Cryptaranea stewartensis
- Conservation status: Data Deficient (NZ TCS)

Scientific classification
- Domain: Eukaryota
- Kingdom: Animalia
- Phylum: Arthropoda
- Subphylum: Chelicerata
- Class: Arachnida
- Order: Araneae
- Infraorder: Araneomorphae
- Family: Araneidae
- Genus: Cryptaranea
- Species: C. stewartensis
- Binomial name: Cryptaranea stewartensis Court & Forster, 1988

= Cryptaranea stewartensis =

- Authority: Court & Forster, 1988
- Conservation status: DD

Species of Arachnida

Cryptaranea stewartensis is a species of orb-weaver spider that is endemic to New Zealand.

==Taxonomy==
This species was described in 1988 by David Court and Ray Forster from female and male specimens collected in Stewart Island.

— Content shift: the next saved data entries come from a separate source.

//! # Views LIF
//!
//! Uma view é uma coleção nomeada de anotações sobre o texto de um documento.
//! Os metadados da view declaram quais tipos de anotação ela contém e quem
//! os produziu.

use std::collections::BTreeMap;

use serde::{Deserialize, Serialize};
use serde_json::{Map, Value};

use crate::annotation::Annotation;
use crate::metadata::SERVICE_NAME;
use crate::vocab::{annotation_type, TOKENIZATION_UNIQUE};

/// Id da view quando o documento ainda não tem nenhuma.
pub const FIRST_VIEW_ID: &str = "v1";

/// Declaração de um tipo contido na view (`metadata.contains.<tipo>`).
#[derive(Debug, Clone, PartialEq, Serialize, Deserialize)]
pub struct Contains {
    #[serde(default)]
    pub producer: String,
    #[serde(rename = "type", default)]
    pub kind: String,
    /// Campos extras (ex: `tagSet`) preservados de views recebidas.
    #[serde(flatten)]
    pub extra: Map<String, Value>,
}

#[derive(Debug, Clone, Default, PartialEq, Serialize, Deserialize)]
pub struct ViewMetadata {
    /// Tipos de anotação contidos, indexados pela URI do tipo.
    #[serde(default)]
    pub contains: BTreeMap<String, Contains>,
    #[serde(flatten)]
    pub extra: Map<String, Value>,
}

#[derive(Debug, Clone, PartialEq, Serialize, Deserialize)]
pub struct View {
    pub id: String,
    #[serde(default)]
    pub metadata: ViewMetadata,
    #[serde(default)]
    pub annotations: Vec<Annotation>,
}

impl View {
    pub fn new(id: impl Into<String>) -> Self {
        Self {
            id: id.into(),
            metadata: ViewMetadata::default(),
            annotations: Vec::new(),
        }
    }

    /// Declara que a view contém anotações do tipo `at_type`.
    pub fn add_contains(&mut self, at_type: impl Into<String>, producer: impl Into<String>, kind: impl Into<String>) {
        self.metadata.contains.insert(
            at_type.into(),
            Contains {
                producer: producer.into(),
                kind: kind.into(),
                extra: Map::new(),
            },
        );
    }

    /// Verdadeiro se os metadados declaram o tipo `at_type`.
    pub fn contains(&self, at_type: &str) -> bool {
        self.metadata.contains.contains_key(at_type)
    }
}

/// Monta a view de termos únicos com o id padrão (`v1`).
pub fn assemble(annotations: Vec<Annotation>) -> View {
    assemble_with_id(FIRST_VIEW_ID, annotations)
}

/// Monta a view de termos únicos com um id escolhido pelo chamador.
///
/// A declaração do tipo `Token` é feita mesmo quando não há anotações: ela
/// descreve o que o serviço produz, não o resultado em particular.
pub fn assemble_with_id(id: impl Into<String>, annotations: Vec<Annotation>) -> View {
    let mut view = View::new(id);
    view.add_contains(annotation_type::TOKEN, SERVICE_NAME, TOKENIZATION_UNIQUE);
    view.annotations = annotations;
    view
}

#[cfg(test)]
mod tests {
    use super::*;
    use crate::annotation::build;
    use crate::tokenizer::tokenize;

    #[test]
    fn test_assemble_declares_token_even_if_empty() {
        let view = assemble(vec![]);
        assert_eq!(view.id, FIRST_VIEW_ID);
        assert!(view.contains(annotation_type::TOKEN));
        assert!(view.annotations.is_empty());
    }

    #[test]
    fn test_assemble_keeps_order() {
        let view = assemble(build(&tokenize("one two three")));
        let words: Vec<&str> = view.annotations.iter().filter_map(|a| a.word()).collect();
        assert_eq!(words, vec!["one", "two", "three"]);
    }

    #[test]
    fn test_view_metadata_json_layout() {
        let view = assemble_with_id("v3", vec![]);
        let json = serde_json::to_value(&view).unwrap();
        assert_eq!(json["id"], "v3");
        let contains = &json["metadata"]["contains"]["http://vocab.lappsgrid.org/Token"];
        assert_eq!(contains["producer"], SERVICE_NAME);
        assert_eq!(contains["type"], TOKENIZATION_UNIQUE);
    }

    #[test]
    fn test_foreign_view_metadata_preserved() {
        let json = serde_json::json!({
            "id": "v1",
            "metadata": {
                "contains": {
                    "http://vocab.lappsgrid.org/NamedEntity": {
                        "producer": "outro.Servico",
                        "type": "ner:stanford",
                        "namedEntityCategorySet": "ner:stanford"
                    }
                },
                "timestamp": "2020-01-01"
            },
            "annotations": []
        });
        let view: View = serde_json::from_value(json.clone()).unwrap();
        assert!(view.contains("http://vocab.lappsgrid.org/NamedEntity"));
        assert_eq!(serde_json::to_value(&view).unwrap(), json);
    }
}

The holotype is stored in the New Zealand Arthropod Collection under registration number NZAC03014958.

==Description==
The female is recorded at 6.4mm in length whereas the male is 5.7mm.

==Distribution==
This species is only known from Stewart Island and its surrounding islands in New Zealand.

==Conservation status==
Under the New Zealand Threat Classification System, this species is listed as "Data Deficient" with the qualifiers of "Data Poor: Size" and "Data Poor: Trend".